• [Data shown]:
//! Application configuration for docenrich.
//!
//! User config lives at `~/.docenrich/docenrich.toml`.
//! CLI flags override config file values, which override defaults.

use std::path::{Path, PathBuf};
use std::time::Duration;

use serde::{Deserialize, Serialize};
use url::Url;

use crate::error::{DocEnrichError, Result};

/// Default configuration file name.
const CONFIG_FILE_NAME: &str = "docenrich.toml";

/// Default config directory name under the user's home.
const CONFIG_DIR_NAME: &str = ".docenrich";

// ---------------------------------------------------------------------------
// Config structs (matching docenrich.toml schema)
// ---------------------------------------------------------------------------

/// Top-level application config, deserialized from TOML.
#[derive(Debug, Clone, Default, Serialize, Deserialize)]
pub struct AppConfig {
    /// Batch pipeline settings.
    #[serde(default)]
    pub pipeline: PipelineSection,

    /// Generation service settings.
    #[serde(default)]
    pub service: ServiceSection,

    /// Retry/backoff policy for service calls.
    #[serde(default)]
    pub retry: RetrySection,

    /// Fingerprint cache settings.
    #[serde(default)]
    pub cache: CacheSection,
}

/// What to do when the service answers with something that is not the
/// expected object.
#[derive(Debug, Clone, Copy, PartialEq, Eq, Default, Serialize, Deserialize)]
#[serde(rename_all = "snake_case")]
pub enum MalformedPolicy {
    /// Mark the record enriched with flagged placeholder values.
    #[default]
    Placeholder,
    /// Record a failure; the record stays eligible for the next run.
    Fail,
}

/// `[pipeline]` section.
#[derive(Debug, Clone, Serialize, Deserialize)]
pub struct PipelineSection {
    /// Number of concurrent enrichment workers.
    #[serde(default = "default_concurrency")]
    pub concurrency: usize,

    /// Character budget for the text excerpt sent to the service.
    #[serde(default = "default_text_budget")]
    pub text_budget_chars: usize,

    /// Handling of malformed service responses.
    #[serde(default)]
    pub malformed_policy: MalformedPolicy,

    /// Also generate a short editorial title for enriched records.
    #[serde(default)]
    pub short_titles: bool,
}

impl Default for PipelineSection {
    fn default() -> Self {
        Self {
            concurrency: default_concurrency(),
            text_budget_chars: default_text_budget(),
            malformed_policy: MalformedPolicy::default(),
            short_titles: false,
        }
    }
}

fn default_concurrency() -> usize {
    10
}
fn default_text_budget() -> usize {
    8_000
}

/// `[service]` section.
#[derive(Debug, Clone, Serialize, Deserialize)]
pub struct ServiceSection {
    /// Base URL of an OpenAI-compatible chat-completions API.
    #[serde(default = "default_base_url")]
    pub base_url: String,

    /// Name of the env var holding the API key (never store the key itself).
    #[serde(default = "default_api_key_env")]
    pub api_key_env: String,

    /// Model identifier.
    #[serde(default = "default_model")]
    pub model: String,

    /// Upper bound on generated tokens per request.
    #[serde(default = "default_max_tokens")]
    pub max_tokens: u32,

    /// Sampling temperature.
    #[serde(default = "default_temperature")]
    pub temperature: f64,

    /// Per-request timeout in seconds.
    #[serde(default = "default_timeout_secs")]
    pub timeout_secs: u64,
}

impl Default for ServiceSection {
    fn default() -> Self {
        Self {
            base_url: default_base_url(),
            api_key_env: default_api_key_env(),
            model: default_model(),
            max_tokens: default_max_tokens(),
            temperature: default_temperature(),
            timeout_secs: default_timeout_secs(),
        }
    }
}

fn default_base_url() -> String {
    "https://api.openai.com/v1".into()
}
fn default_api_key_env() -> String {
    "OPENAI_API_KEY".into()
}
fn default_model() -> String {
    "gpt-4o-mini".into()
}
fn default_max_tokens() -> u32 {
    800
}
fn default_temperature() -> f64 {
    0.3
}
fn default_timeout_secs() -> u64 {
    60
}

/// `[retry]` section.
#[derive(Debug, Clone, Serialize, Deserialize)]
pub struct RetrySection {
    /// Total attempts per request, including the first one.
    #[serde(default = "default_max_attempts")]
    pub max_attempts: u32,

    /// Delay before the first retry; doubled on each further retry.
    #[serde(default = "default_base_delay_ms")]
    pub base_delay_ms: u64,

    /// Cap on a single backoff delay.
    #[serde(default = "default_max_delay_ms")]
    pub max_delay_ms: u64,

    /// Cap on the sum of all backoff delays for one request.
    #[serde(default = "default_max_total_wait_ms")]
    pub max_total_wait_ms: u64,
}

impl Default for RetrySection {
    fn default() -> Self {
        Self {
            max_attempts: default_max_attempts(),
            base_delay_ms: default_base_delay_ms(),
            max_delay_ms: default_max_delay_ms(),
            max_total_wait_ms: default_max_total_wait_ms(),
        }
    }
}

fn default_max_attempts() -> u32 {
    3
}
fn default_base_delay_ms() -> u64 {
    2_000
}
fn default_max_delay_ms() -> u64 {
    30_000
}
fn default_max_total_wait_ms() -> u64 {
    60_000
}

/// Cache storage backend.
#[derive(Debug, Clone, Copy, PartialEq, Eq, Default, Serialize, Deserialize)]
#[serde(rename_all = "snake_case")]
pub enum CacheBackend {
    /// One JSON file per fingerprint under `dir`.
    #[default]
    Fs,
    /// Embedded libSQL database at `db_path`.
    Libsql,
    /// Process-local map; nothing survives the run.
    Memory,
}

/// `[cache]` section.
#[derive(Debug, Clone, Serialize, Deserialize)]
pub struct CacheSection {
    #[serde(default)]
    pub backend: CacheBackend,

    /// Directory for the `fs` backend.
    #[serde(default = "default_cache_dir")]
    pub dir: String,

    /// Database file for the `libsql` backend.
    #[serde(default = "default_cache_db")]
    pub db_path: String,
}

impl Default for CacheSection {
    fn default() -> Self {
        Self {
            backend: CacheBackend::default(),
            dir: default_cache_dir(),
            db_path: default_cache_db(),
        }
    }
}

fn default_cache_dir() -> String {
    "data/cache/llm_responses".into()
}
fn default_cache_db() -> String {
    "data/cache/llm_responses.db".into()
}

// ---------------------------------------------------------------------------
// Runtime configs (merged from config file + CLI flags)
// ---------------------------------------------------------------------------

/// Runtime settings for the generation service client.
#[derive(Debug, Clone)]
pub struct ServiceConfig {
    pub base_url: Url,
    pub api_key: String,
    pub model: String,
    pub max_tokens: u32,
    pub temperature: f64,
    pub timeout: Duration,
}

impl ServiceConfig {
    /// Resolve the `[service]` section, reading the API key from the environment.
    pub fn from_app_config(config: &AppConfig) -> Result<Self> {
        validate_api_key(config)?;
        let api_key = std::env::var(&config.service.api_key_env).unwrap_or_default();
        Self::with_api_key(config, api_key)
    }

    /// Resolve the `[service]` section with an explicit key.
    pub fn with_api_key(config: &AppConfig, api_key: impl Into<String>) -> Result<Self> {
        let section = &config.service;
        let base_url = Url::parse(&section.base_url).map_err(|e| {
            DocEnrichError::config(format!("invalid service.base_url '{}': {e}", section.base_url))
        })?;
        if !(0.0..=2.0).contains(&section.temperature) {
            return Err(DocEnrichError::config(format!(
                "service.temperature must be within 0.0..=2.0, got {}",
                section.temperature
            )));
        }
        Ok(Self {
            base_url,
            api_key: api_key.into(),
            model: section.model.clone(),
            max_tokens: section.max_tokens,
            temperature: section.temperature,
            timeout: Duration::from_secs(section.timeout_secs),
        })
    }
}

/// Runtime retry policy.
#[derive(Debug, Clone, PartialEq, Eq)]
pub struct RetryConfig {
    pub max_attempts: u32,
    pub base_delay: Duration,
    pub max_delay: Duration,
    pub max_total_wait: Duration,
}

impl Default for RetryConfig {
    fn default() -> Self {
        Self::from(&RetrySection::default())
    }
}

impl From<&RetrySection> for RetryConfig {
    fn from(section: &RetrySection) -> Self {
        Self {
            max_attempts: section.max_attempts.max(1),
            base_delay: Duration::from_millis(section.base_delay_ms),
            max_delay: Duration::from_millis(section.max_delay_ms),
            max_total_wait: Duration::from_millis(section.max_total_wait_ms),
        }
    }
}

impl RetryConfig {
    /// Backoff before retry number `retry` (0-based): `base * 2^retry`, capped.
    pub fn backoff(&self, retry: u32) -> Duration {
        let multiplier = 1u32.checked_shl(retry.min(16)).unwrap_or(u32::MAX);
        self.base_delay
            .checked_mul(multiplier)
            .unwrap_or(self.max_delay)
            .min(self.max_delay)
    }
}

/// Runtime pipeline options.
#[derive(Debug, Clone)]
pub struct PipelineOptions {
    pub concurrency: usize,
    pub text_budget_chars: usize,
    pub malformed_policy: MalformedPolicy,
    pub short_titles: bool,
}

impl From<&AppConfig> for PipelineOptions {
    fn from(config: &AppConfig) -> Self {
        Self {
            concurrency: config.pipeline.concurrency.max(1),
            text_budget_chars: config.pipeline.text_budget_chars,
            malformed_policy: config.pipeline.malformed_policy,
            short_titles: config.pipeline.short_titles,
        }
    }
}

impl Default for PipelineOptions {
    fn default() -> Self {
        Self::from(&AppConfig::default())
    }
}

// ---------------------------------------------------------------------------
// Config loading
// ---------------------------------------------------------------------------

/// Get the path to the config directory (`~/.docenrich/`).
pub fn config_dir() -> Result<PathBuf> {
    let home = dirs::home_dir()
        .ok_or_else(|| DocEnrichError::config("could not determine home directory"))?;
    Ok(home.join(CONFIG_DIR_NAME))
}

/// Get the path to the config file (`~/.docenrich/docenrich.toml`).
pub fn config_file_path() -> Result<PathBuf> {
    Ok(config_dir()?.join(CONFIG_FILE_NAME))
}

/// Load the application config from disk. Returns defaults if the file does not exist.
pub fn load_config() -> Result<AppConfig> {
    let path = config_file_path()?;

    if !path.exists() {
        tracing::debug!(?path, "config file not found, using defaults");
        return Ok(AppConfig::default());
    }

    load_config_from(&path)
}

/// Load the application config from a specific file path.
pub fn load_config_from(path: &Path) -> Result<AppConfig> {
    let content = std::fs::read_to_string(path).map_err(|e| DocEnrichError::io(path, e))?;

    toml::from_str(&content).map_err(|e| {
        DocEnrichError::config(format!("failed to parse {}: {e}", path.display()))
    })
}

/// Create the config directory and write a default config file.
/// Returns the path to the created file.
pub fn init_config() -> Result<PathBuf> {
    let dir = config_dir()?;
    std::fs::create_dir_all(&dir).map_err(|e| DocEnrichError::io(&dir, e))?;

    let path = dir.join(CONFIG_FILE_NAME);
    let config = AppConfig::default();
    let content =
        toml::to_string_pretty(&config).map_err(|e| DocEnrichError::config(e.to_string()))?;

    std::fs::write(&path, content).map_err(|e| DocEnrichError::io(&path, e))?;
    tracing::info!(?path, "created default config file");

    Ok(path)
}

/// Check that the service API key env var is set and non-empty.
pub fn validate_api_key(config: &AppConfig) -> Result<()> {
    let var_name = &config.service.api_key_env;
    match std::env::var(var_name) {
        Ok(val) if !val.is_empty() => Ok(()),
        _ => Err(DocEnrichError::config(format!(
            "service API key not found. Set the {var_name} environment variable."
        ))),
    }
}

#[cfg(test)]
mod tests {
    use super::*;

    #[test]
    fn default_config_serializes() {
        let config = AppConfig::default();
        let toml_str = toml::to_string_pretty(&config).expect("serialize default config");
        assert!(toml_str.contains("text_budget_chars"));
        assert!(toml_str.contains("OPENAI_API_KEY"));
        assert!(toml_str.contains("malformed_policy = \"placeholder\""));
    }

    #[test]
    fn config_roundtrip() {
        let config = AppConfig::default();
        let toml_str = toml::to_string_pretty(&config).expect("serialize");
        let parsed: AppConfig = toml::from_str(&toml_str).expect("deserialize");
        assert_eq!(parsed.pipeline.concurrency, 10);
        assert_eq!(parsed.pipeline.text_budget_chars, 8_000);
        assert_eq!(parsed.retry.max_attempts, 3);
        assert_eq!(parsed.cache.backend, CacheBackend::Fs);
    }

    #[test]
    fn partial_config_fills_defaults() {
        let toml_str = r#"
[pipeline]
concurrency = 20
malformed_policy = "fail"

[cache]
backend = "libsql"
"#;
        let config: AppConfig = toml::from_str(toml_str).expect("parse");
        assert_eq!(config.pipeline.concurrency, 20);
        assert_eq!(config.pipeline.malformed_policy, MalformedPolicy::Fail);
        assert_eq!(config.pipeline.text_budget_chars, 8_000);
        assert_eq!(config.service.model, "gpt-4o-mini");
        assert_eq!(config.cache.backend, CacheBackend::Libsql);
    }

    #[test]
    fn pipeline_options_from_app_config() {
        let mut app = AppConfig::default();
        app.pipeline.concurrency = 0;
        let options = PipelineOptions::from(&app);
        assert_eq!(options.concurrency, 1);
        assert_eq!(options.malformed_policy, MalformedPolicy::Placeholder);
        assert!(!options.short_titles);
    }

    #[test]
    fn backoff_doubles_and_caps() {
        let retry = RetryConfig {
            max_attempts: 5,
            base_delay: Duration::from_millis(100),
            max_delay: Duration::from_millis(350),
            max_total_wait: Duration::from_secs(10),
        };
        assert_eq!(retry.backoff(0), Duration::from_millis(100));
        assert_eq!(retry.backoff(1), Duration::from_millis(200));
        assert_eq!(retry.backoff(2), Duration::from_millis(350));
        assert_eq!(retry.backoff(40), Duration::from_millis(350));
    }

    #[test]
    fn service_config_rejects_bad_url() {
        let mut app = AppConfig::default();
        app.service.base_url = "not a url".into();
        let err = ServiceConfig::with_api_key(&app, "k").unwrap_err();
        assert!(err.to_string().contains("service.base_url"));
    }

    #[test]
    fn api_key_validation() {
        let mut config = AppConfig::default();
        // Use a unique env var name to avoid interfering with other tests
        config.service.api_key_env = "DOCENRICH_TEST_NONEXISTENT_KEY_12345".into();
        let result = validate_api_key(&config);
        assert!(result.is_err());
        assert!(result.unwrap_err().to_string().contains("API key not found"));
    }
}
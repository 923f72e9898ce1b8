//! libSQL-backed [`FingerprintCache`].
//!
//! All entries live in a single `fingerprint_cache` table keyed by
//! fingerprint. Writes are upserts so a repeated put of the same key simply
//! replaces the row.

use std::path::Path;

use async_trait::async_trait;
use chrono::{DateTime, Utc};
use libsql::{Connection, Database, params};
use tokio::sync::Mutex;

use docenrich_shared::{CacheEntry, DocEnrichError, Result};

use crate::{Fingerprint, FingerprintCache, migrations};

/// Embedded database cache.
pub struct SqlCache {
    #[allow(dead_code)]
    db: Database,
    conn: Mutex<Connection>,
}

fn db_err(e: impl std::fmt::Display) -> DocEnrichError {
    DocEnrichError::CacheIo(e.to_string())
}

impl SqlCache {
    /// Open or create a cache database at `path`.
    pub async fn open(path: &Path) -> Result<Self> {
        if let Some(parent) = path.parent().filter(|p| !p.as_os_str().is_empty()) {
            std::fs::create_dir_all(parent).map_err(|e| DocEnrichError::io(parent, e))?;
        }

        let db = libsql::Builder::new_local(path)
            .build()
            .await
            .map_err(db_err)?;
        Self::from_database(db).await
    }

    /// Open a throwaway in-memory database.
    pub async fn open_in_memory() -> Result<Self> {
        let db = libsql::Builder::new_local(":memory:")
            .build()
            .await
            .map_err(db_err)?;
        Self::from_database(db).await
    }

    async fn from_database(db: Database) -> Result<Self> {
        let conn = db.connect().map_err(db_err)?;
        let cache = Self {
            db,
            conn: Mutex::new(conn),
        };
        cache.run_migrations().await?;
        Ok(cache)
    }

    async fn run_migrations(&self) -> Result<()> {
        let current_version = self.get_schema_version().await;
        let conn = self.conn.lock().await;

        for migration in migrations::all_migrations() {
            if migration.version > current_version {
                tracing::info!(
                    version = migration.version,
                    description = migration.description,
                    "applying cache migration"
                );
                conn.execute_batch(migration.sql).await.map_err(|e| {
                    DocEnrichError::CacheIo(format!(
                        "migration v{} failed: {e}",
                        migration.version
                    ))
                })?;
            }
        }
        Ok(())
    }

    /// Current schema version, or 0 before the first migration.
    pub async fn get_schema_version(&self) -> u32 {
        let conn = self.conn.lock().await;
        let result = conn
            .query("SELECT MAX(version) FROM schema_migrations", params![])
            .await;

        match result {
            Ok(mut rows) => match rows.next().await {
                Ok(Some(row)) => row.get::<u32>(0).unwrap_or(0),
                _ => 0,
            },
            Err(_) => 0,
        }
    }

    /// Number of stored entries.
    pub async fn len(&self) -> Result<u64> {
        let conn = self.conn.lock().await;
        let mut rows = conn
            .query("SELECT COUNT(*) FROM fingerprint_cache", params![])
            .await
            .map_err(db_err)?;
        match rows.next().await.map_err(db_err)? {
            Some(row) => row.get::<i64>(0).map(|n| n as u64).map_err(db_err),
            None => Ok(0),
        }
    }

    /// Delete every stored entry. Returns how many were removed.
    pub async fn purge(&self) -> Result<u64> {
        let conn = self.conn.lock().await;
        let removed = conn
            .execute("DELETE FROM fingerprint_cache", params![])
            .await
            .map_err(db_err)?;
        tracing::info!(removed, "purged cache table");
        Ok(removed)
    }
}

#[async_trait]
impl FingerprintCache for SqlCache {
    async fn get(&self, fingerprint: &Fingerprint) -> Result<Option<CacheEntry>> {
        let conn = self.conn.lock().await;
        let mut rows = conn
            .query(
                "SELECT prompt, response, model, created_at FROM fingerprint_cache WHERE fingerprint = ?1",
                params![fingerprint.as_str()],
            )
            .await
            .map_err(db_err)?;

        let Some(row) = rows.next().await.map_err(db_err)? else {
            return Ok(None);
        };

        let created_at: String = row.get(3).map_err(db_err)?;
        let timestamp = DateTime::parse_from_rfc3339(&created_at)
            .map(|t| t.with_timezone(&Utc))
            .map_err(|e| DocEnrichError::CacheIo(format!("bad timestamp for {fingerprint}: {e}")))?;

        Ok(Some(CacheEntry {
            prompt: row.get(0).map_err(db_err)?,
            response: row.get(1).map_err(db_err)?,
            model: row.get(2).map_err(db_err)?,
            timestamp,
        }))
    }

    async fn put(&self, fingerprint: &Fingerprint, entry: &CacheEntry) -> Result<()> {
        let conn = self.conn.lock().await;
        conn.execute(
            "INSERT INTO fingerprint_cache (fingerprint, prompt, response, model, created_at)
             VALUES (?1, ?2, ?3, ?4, ?5)
             ON CONFLICT(fingerprint) DO UPDATE SET
                prompt = excluded.prompt,
                response = excluded.response,
                model = excluded.model,
                created_at = excluded.created_at",
            params![
                fingerprint.as_str(),
                entry.prompt.as_str(),
                entry.response.as_str(),
                entry.model.as_str(),
                entry.timestamp.to_rfc3339()
            ],
        )
        .await
        .map_err(db_err)?;
        Ok(())
    }
}
//! Scripted generation service and cache doubles used by the unit tests.

use std::sync::atomic::{AtomicUsize, Ordering};
use std::time::Duration;

use async_trait::async_trait;

use docenrich_shared::{CacheEntry, DocEnrichError, Result, ServiceErrorKind};
use docenrich_storage::{Fingerprint, FingerprintCache};

use crate::client::SHORT_TITLE_SYSTEM_PROMPT;
use crate::service::{CompletionRequest, CompletionResponse, GenerationService};

pub(crate) const SCRIPTED_MODEL: &str = "scripted-model";

type Predicate = fn(&CompletionRequest) -> bool;

/// A valid four-field answer with the given summary.
pub(crate) fn enrichment_json(summary: &str) -> String {
    serde_json::json!({
        "summary_plain_es": summary,
        "keywords": ["hacienda", "presupuestos"],
        "affects_to": ["ciudadania_general"],
        "transparency_notes": "Afecta al uso del dinero público."
    })
    .to_string()
}

fn echo_response(request: &CompletionRequest) -> String {
    if request.system == SHORT_TITLE_SYSTEM_PROMPT {
        return serde_json::json!({ "short_title": "Titular breve" }).to_string();
    }
    let title = request
        .user
        .lines()
        .next()
        .unwrap_or_default()
        .trim_start_matches("Título: ");
    enrichment_json(&format!("Resumen de {title}"))
}

fn garbage_response(_: &CompletionRequest) -> String {
    "Lo siento, hoy no tengo un JSON para ti.".to_string()
}

/// Deterministic [`GenerationService`] double.
///
/// Answers are a pure function of the request, so identical prompts always
/// get identical answers. Failures, panics and latency are scripted per call
/// or per request.
pub(crate) struct ScriptedService {
    respond: fn(&CompletionRequest) -> String,
    fail_first: Option<(usize, ServiceErrorKind)>,
    fail_when: Option<(Predicate, ServiceErrorKind)>,
    panic_when: Option<Predicate>,
    latency: Option<fn(&CompletionRequest) -> Duration>,
    calls: AtomicUsize,
    in_flight: AtomicUsize,
    max_in_flight: AtomicUsize,
}

impl ScriptedService {
    fn with_responder(respond: fn(&CompletionRequest) -> String) -> Self {
        Self {
            respond,
            fail_first: None,
            fail_when: None,
            panic_when: None,
            latency: None,
            calls: AtomicUsize::new(0),
            in_flight: AtomicUsize::new(0),
            max_in_flight: AtomicUsize::new(0),
        }
    }

    /// Always answers with a valid object summarising the title line.
    pub fn echoing() -> Self {
        Self::with_responder(echo_response)
    }

    /// Always answers with prose instead of JSON.
    pub fn garbage() -> Self {
        Self::with_responder(garbage_response)
    }

    pub fn fail_first(mut self, calls: usize, kind: ServiceErrorKind) -> Self {
        self.fail_first = Some((calls, kind));
        self
    }

    pub fn fail_when(mut self, predicate: Predicate, kind: ServiceErrorKind) -> Self {
        self.fail_when = Some((predicate, kind));
        self
    }

    pub fn panic_when(mut self, predicate: Predicate) -> Self {
        self.panic_when = Some(predicate);
        self
    }

    pub fn with_latency(mut self, latency: fn(&CompletionRequest) -> Duration) -> Self {
        self.latency = Some(latency);
        self
    }

    pub fn calls(&self) -> usize {
        self.calls.load(Ordering::SeqCst)
    }

    pub fn max_in_flight(&self) -> usize {
        self.max_in_flight.load(Ordering::SeqCst)
    }
}

struct InFlight<'a>(&'a AtomicUsize);

impl Drop for InFlight<'_> {
    fn drop(&mut self) {
        self.0.fetch_sub(1, Ordering::SeqCst);
    }
}

#[async_trait]
impl GenerationService for ScriptedService {
    async fn complete(&self, request: &CompletionRequest) -> Result<CompletionResponse> {
        let call = self.calls.fetch_add(1, Ordering::SeqCst);
        let now = self.in_flight.fetch_add(1, Ordering::SeqCst) + 1;
        self.max_in_flight.fetch_max(now, Ordering::SeqCst);
        let _in_flight = InFlight(&self.in_flight);

        if let Some(latency) = self.latency {
            tokio::time::sleep(latency(request)).await;
        }

        if self.panic_when.is_some_and(|p| p(request)) {
            panic!("scripted panic");
        }
        if let Some((n, kind)) = self.fail_first {
            if call < n {
                return Err(DocEnrichError::service(kind, format!("scripted failure #{call}")));
            }
        }
        if let Some((predicate, kind)) = self.fail_when {
            if predicate(request) {
                return Err(DocEnrichError::service(kind, "scripted failure"));
            }
        }

        Ok(CompletionResponse {
            content: (self.respond)(request),
            model: SCRIPTED_MODEL.to_string(),
        })
    }
}

/// Cache whose every read and write fails with `CacheIo`.
#[derive(Default)]
pub(crate) struct BrokenCache {
    gets: AtomicUsize,
    puts: AtomicUsize,
}

impl BrokenCache {
    pub fn gets(&self) -> usize {
        self.gets.load(Ordering::SeqCst)
    }

    pub fn puts(&self) -> usize {
        self.puts.load(Ordering::SeqCst)
    }
}

#[async_trait]
impl FingerprintCache for BrokenCache {
    async fn get(&self, _fingerprint: &Fingerprint) -> Result<Option<CacheEntry>> {
        self.gets.fetch_add(1, Ordering::SeqCst);
        Err(DocEnrichError::CacheIo("disk unavailable".into()))
    }

    async fn put(&self, _fingerprint: &Fingerprint, _entry: &CacheEntry) -> Result<()> {
        self.puts.fetch_add(1, Ordering::SeqCst);
        Err(DocEnrichError::CacheIo("disk full".into()))
    }
}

• [Your instructions]: The required output is every line above from the one with "const CONFIG_FILE_NAME: &str" down to the one with "concurrent enrichment workers.", restated word for word, ends included.

• [Exercise output]:
const CONFIG_FILE_NAME: &str = "docenrich.toml";

/// Default config directory name under the user's home.
const CONFIG_DIR_NAME: &str = ".docenrich";

// ---------------------------------------------------------------------------
// Config structs (matching docenrich.toml schema)
// ---------------------------------------------------------------------------

/// Top-level application config, deserialized from TOML.
#[derive(Debug, Clone, Default, Serialize, Deserialize)]
pub struct AppConfig {
    /// Batch pipeline settings.
    #[serde(default)]
    pub pipeline: PipelineSection,

    /// Generation service settings.
    #[serde(default)]
    pub service: ServiceSection,

    /// Retry/backoff policy for service calls.
    #[serde(default)]
    pub retry: RetrySection,

    /// Fingerprint cache settings.
    #[serde(default)]
    pub cache: CacheSection,
}

/// What to do when the service answers with something that is not the
/// expected object.
#[derive(Debug, Clone, Copy, PartialEq, Eq, Default, Serialize, Deserialize)]
#[serde(rename_all = "snake_case")]
pub enum MalformedPolicy {
    /// Mark the record enriched with flagged placeholder values.
    #[default]
    Placeholder,
    /// Record a failure; the record stays eligible for the next run.
    Fail,
}

/// `[pipeline]` section.
#[derive(Debug, Clone, Serialize, Deserialize)]
pub struct PipelineSection {
    /// Number of concurrent enrichment workers.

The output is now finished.